16 years 10 months ago

Addiction

Hi Corina I too have lost a person I deeply loved to an addiction. I do not normally like freeform poetry, I like poems to rhyme, but I can relate yo yours. Below is my poem about my wife's addiction and how she was changed from a sweet person to a crazy! Regards Barry Insidious Creeping Affliction Her sweet smile she demonstrated my heart; my soul was captivated. Warmth radiated from her face my heart beat fast, my pulse did race. Small laughter lines around her eyes brought from me ten thousand sighs. Shoulders back upright her walk I lost my voice; I couldn’t talk, I tried to speak but could only mumble all my words an incoherent jumble. Then she flashed that smile again this image seared upon my brain.
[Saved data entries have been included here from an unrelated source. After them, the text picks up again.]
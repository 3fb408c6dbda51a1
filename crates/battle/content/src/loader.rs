//! RON catalog loading.
//!
//! External catalogs are RON renderings of [`Catalog`]; the built-in
//! catalog serializes to the same format, so an exported builtin is a
//! valid starting point for a custom one.

use std::path::Path;

use anyhow::{Context, Result};

use crate::Catalog;

impl Catalog {
    /// Parses a catalog from RON text.
    pub fn from_ron(text: &str) -> Result<Self> {
        ron::from_str(text).context("parsing RON catalog")
    }

    /// Loads a catalog from a RON file.
    pub fn load(path: impl AsRef<Path>) -> Result<Self> {
        let path = path.as_ref();
        let text = std::fs::read_to_string(path)
            .with_context(|| format!("reading catalog {}", path.display()))?;
        Self::from_ron(&text)
    }

    /// Renders the catalog as pretty-printed RON.
    pub fn to_ron(&self) -> Result<String> {
        ron::ser::to_string_pretty(self, ron::ser::PrettyConfig::default())
            .context("serializing catalog to RON")
    }
}
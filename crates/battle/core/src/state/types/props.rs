//! Non-unit occupants of the grid: runes, shops, trees.

use crate::defs::ItemId;

use super::common::{Position, RuneId, ShopId, TreeId};

/// Kinds of rune that can spawn on the grid.
#[derive(Clone, Copy, Debug, PartialEq, Eq, Hash)]
#[derive(strum::Display, strum::EnumIter)]
#[cfg_attr(feature = "serde", derive(serde::Serialize, serde::Deserialize))]
pub enum RuneType {
    /// Grants gold to the picking hero's owner.
    Gold,
    /// Heals the picking hero.
    Regeneration,
    /// Grants a temporary move-point bonus.
    Haste,
}

/// A rune lying on a cell until a hero picks it up.
#[derive(Clone, Copy, Debug, PartialEq, Eq)]
#[cfg_attr(feature = "serde", derive(serde::Serialize, serde::Deserialize))]
pub struct Rune {
    pub id: RuneId,
    pub kind: RuneType,
    pub position: Position,
    /// Set when picked up; the rune stays addressable for log rendering.
    pub consumed: bool,
}

/// A shop heroes can buy items from while standing adjacent.
#[derive(Clone, Debug, PartialEq, Eq)]
#[cfg_attr(feature = "serde", derive(serde::Serialize, serde::Deserialize))]
pub struct Shop {
    pub id: ShopId,
    pub position: Position,
    pub stock: Vec<ItemId>,
}

/// A tree obstacle. Occupies its cell until destroyed.
#[derive(Clone, Copy, Debug, PartialEq, Eq)]
#[cfg_attr(feature = "serde", derive(serde::Serialize, serde::Deserialize))]
pub struct Tree {
    pub id: TreeId,
    pub position: Position,
    pub destroyed: bool,
}
fn heroes() -> Vec<HeroDefinition> {
    vec![
        HeroDefinition {
            kind: HeroType::Warrior,
            name: "Warrior".into(),
            base: BaseStats {
                max_health: 22,
                max_move_points: 4,
            },
            attack: Some(Attack { damage: 5, range: 1 }),
            abilities: vec![
                AbilityDefinition {
                    id: STRIKE,
                    name: "Strike".into(),
                    kind: active(
                        8,
                        Targeting::ManhattanRadius {
                            radius: 1,
                            include_caster: false,
                            selector: Selector::Single,
                        },
                    ),
                    effect: EffectDefinition {
                        add_attack_damage: true,
                        ..EffectDefinition::default()
                    },
                },
                AbilityDefinition {
                    id: SHOCKWAVE,
                    name: "Shockwave".into(),
                    kind: active(
                        2,
                        Targeting::Line {
                            length: 3,
                            selector: Selector::Line { length: 3 },
                        },
                    ),
                    effect: EffectDefinition {
                        damage: 4,
                        damage_variance: 2,
                        ..EffectDefinition::default()
                    },
                },
            ],
        },
        HeroDefinition {
            kind: HeroType::Ranger,
            name: "Ranger".into(),
            base: BaseStats {
                max_health: 16,
                max_move_points: 5,
            },
            attack: Some(Attack { damage: 4, range: 3 }),
            abilities: vec![
                AbilityDefinition {
                    id: LONGSHOT,
                    name: "Longshot".into(),
                    kind: active(
                        4,
                        Targeting::FirstInLine {
                            length: 4,
                            selector: Selector::Single,
                        },
                    ),
                    effect: EffectDefinition {
                        damage_variance: 2,
                        add_attack_damage: true,
                        ..EffectDefinition::default()
                    },
                },
                AbilityDefinition {
                    id: VOLLEY,
                    name: "Volley".into(),
                    kind: active(
                        2,
                        Targeting::ManhattanRadius {
                            radius: 3,
                            include_caster: false,
                            selector: Selector::Rect { radius: 1 },
                        },
                    ),
                    effect: EffectDefinition {
                        damage: 3,
                        damage_variance: 1,
                        ..EffectDefinition::default()
                    },
                },
            ],
        },
        HeroDefinition {
            kind: HeroType::Sorceress,
            name: "Sorceress".into(),
            base: BaseStats {
                max_health: 14,
                max_move_points: 4,
            },
            attack: Some(Attack { damage: 2, range: 2 }),
            abilities: vec![
                AbilityDefinition {
                    id: FIRE_CONE,
                    name: "Fire Cone".into(),
                    kind: active(
                        3,
                        Targeting::Line {
                            length: 2,
                            selector: Selector::TShape {
                                stem_length: 2,
                                arm_length: 1,
                            },
                        },
                    ),
                    effect: EffectDefinition {
                        damage: 5,
                        damage_variance: 3,
                        ..EffectDefinition::default()
                    },
                },
                AbilityDefinition {
                    id: FROST_NOVA,
                    name: "Frost Nova".into(),
                    kind: active(
                        2,
                        Targeting::RectAroundCaster {
                            radius: 1,
                            selector: Selector::Single,
                        },
                    ),
                    effect: EffectDefinition {
                        damage: 2,
                        modifier: Some(ModifierTemplate {
                            id: FROST_ROOT,
                            duration: Some(2),
                            changes: vec![ModifierChange::ApplyStatus(Status::ROOTED)],
                        }),
                        ..EffectDefinition::default()
                    },
                },
            ],
        },
        HeroDefinition {
            kind: HeroType::Warlock,
            name: "Warlock".into(),
            base: BaseStats {
                max_health: 18,
                max_move_points: 4,
            },
            attack: Some(Attack { damage: 3, range: 2 }),
            abilities: vec![
                AbilityDefinition {
                    id: LIFE_DRAIN,
                    name: "Life Drain".into(),
                    kind: active(
                        4,
                        Targeting::ManhattanRadius {
                            radius: 2,
                            include_caster: false,
                            selector: Selector::Single,
                        },
                    ),
                    effect: EffectDefinition {
                        damage: 4,
                        damage_variance: 1,
                        ..EffectDefinition::default()
                    },
                },
                AbilityDefinition {
                    id: CURSE,
                    name: "Curse".into(),
                    kind: active(
                        3,
                        Targeting::ManhattanRadius {
                            radius: 3,
                            include_caster: false,
                            selector: Selector::Single,
                        },
                    ),
                    effect: EffectDefinition {
                        modifier: Some(ModifierTemplate {
                            id: CURSE_WEAKNESS,
                            duration: Some(3),
                            changes: vec![ModifierChange::FieldChange {
                                field: StatField::AttackDamage,
                                delta: -2,
                            }],
                        }),
                        ..EffectDefinition::default()
                    },
                },
                AbilityDefinition {
                    id: RAISE_DEAD,
                    name: "Raise Dead".into(),
                    kind: active(
                        1,
                        Targeting::AnyFreeCell {
                            selector: Selector::Single,
                        },
                    ),
                    effect: EffectDefinition {
                        summon: Some(MinionType::SkeletalWarrior),
                        ..EffectDefinition::default()
                    },
                },
            ],
        },
    ]
}

fn creeps() -> Vec<CreepDefinition> {
    vec![
        CreepDefinition {
            kind: CreepType::Wolf,
            name: "Wolf".into(),
            base: BaseStats {
                max_health: 8,
                max_move_points: 3,
            },
            attack: Some(Attack { damage: 2, range: 1 }),
            abilities: Vec::new(),
            bounty: 20,
        },
        CreepDefinition {
            kind: CreepType::Boar,
            name: "Boar".into(),
            base: BaseStats {
                max_health: 12,
                max_move_points: 2,
            },
            attack: Some(Attack { damage: 3, range: 1 }),
            abilities: Vec::new(),
            bounty: 30,
        },
        CreepDefinition {
            kind: CreepType::StoneGolem,
            name: "Stone Golem".into(),
            base: BaseStats {
                max_health: 24,
                max_move_points: 1,
            },
            attack: Some(Attack { damage: 4, range: 1 }),
            abilities: vec![AbilityDefinition {
                id: GOLEM_SLAM,
                name: "Slam".into(),
                kind: active(
                    1,
                    Targeting::RectAroundCaster {
                        radius: 1,
                        selector: Selector::Rect { radius: 1 },
                    },
                ),
                effect: EffectDefinition {
                    damage: 3,
                    push: 1,
                    ..EffectDefinition::default()
                },
            }],
            bounty: 60,
        },
    ]
}

fn minions() -> Vec<MinionDefinition> {
    vec![
        MinionDefinition {
            kind: MinionType::SkeletalWarrior,
            name: "Skeletal Warrior".into(),
            base: BaseStats {
                max_health: 6,
                max_move_points: 3,
            },
            attack: Some(Attack { damage: 2, range: 1 }),
        },
        MinionDefinition {
            kind: MinionType::Treant,
            name: "Treant".into(),
            base: BaseStats {
                max_health: 10,
                max_move_points: 2,
            },
            attack: Some(Attack { damage: 1, range: 1 }),
        },
    ]
}

fn items() -> Vec<ItemDefinition> {
    vec![
        ItemDefinition {
            id: ItemId::HealingSalve,
            name: "Healing Salve".into(),
            price: 20,
            passive: None,
            on_use: Some(EffectDefinition {
                heal: 8,
                ..EffectDefinition::default()
            }),
        },
        ItemDefinition {
            id: ItemId::BootsOfSpeed,
            name: "Boots of Speed".into(),
            price: 40,
            passive: Some(ModifierTemplate {
                id: BOOTS_SPEED,
                duration: None,
                changes: vec![ModifierChange::FieldChange {
                    field: StatField::MaxMovePoints,
                    delta: 2,
                }],
            }),
            on_use: None,
        },
        ItemDefinition {
            id: ItemId::BladeOfFury,
            name: "Blade of Fury".into(),
            price: 60,
            passive: Some(ModifierTemplate {
                id: BLADE_FURY,
                duration: None,
                changes: vec![ModifierChange::FieldChange {
                    field: StatField::AttackDamage,
                    delta: 3,
                }],
            }),
            on_use: None,
        },
        ItemDefinition {
            id: ItemId::DoublingAxe,
            name: "Doubling Axe".into(),
            price: 120,
            passive: Some(ModifierTemplate {
                id: AXE_DOUBLING,
                duration: None,
                changes: vec![ModifierChange::ApplySpecialState(
                    SpecialState::DAMAGE_DOUBLED,
                )],
            }),
            on_use: None,
        },
    ]
}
When she turned to smile at me my knees were shaking apprehensively. Passion ignited within my chest by her smile, with which I was blessed. I felt her smile wash over me like a river flowing to the sea Now that smile has gone away I no longer see it every day. Replaced by a frown, by a scowl my heart lets out a silent howl. In pain and torture it is rent her smile, I know not where it went. When did it go? I can’t quite recall but I know the culprit. It was alcohol. An insidious, creeping, consuming affliction, her life now is governed by this addiction. Obeisance and homage she does pay to alcohol each and every day. No longer is there any sweet romance it’s replaced by anger; abuse, and by violence. It pains to watch her life degenerate as this disease it does accelerate I pray for her release; for her to be free and for her smile, once more returned to me.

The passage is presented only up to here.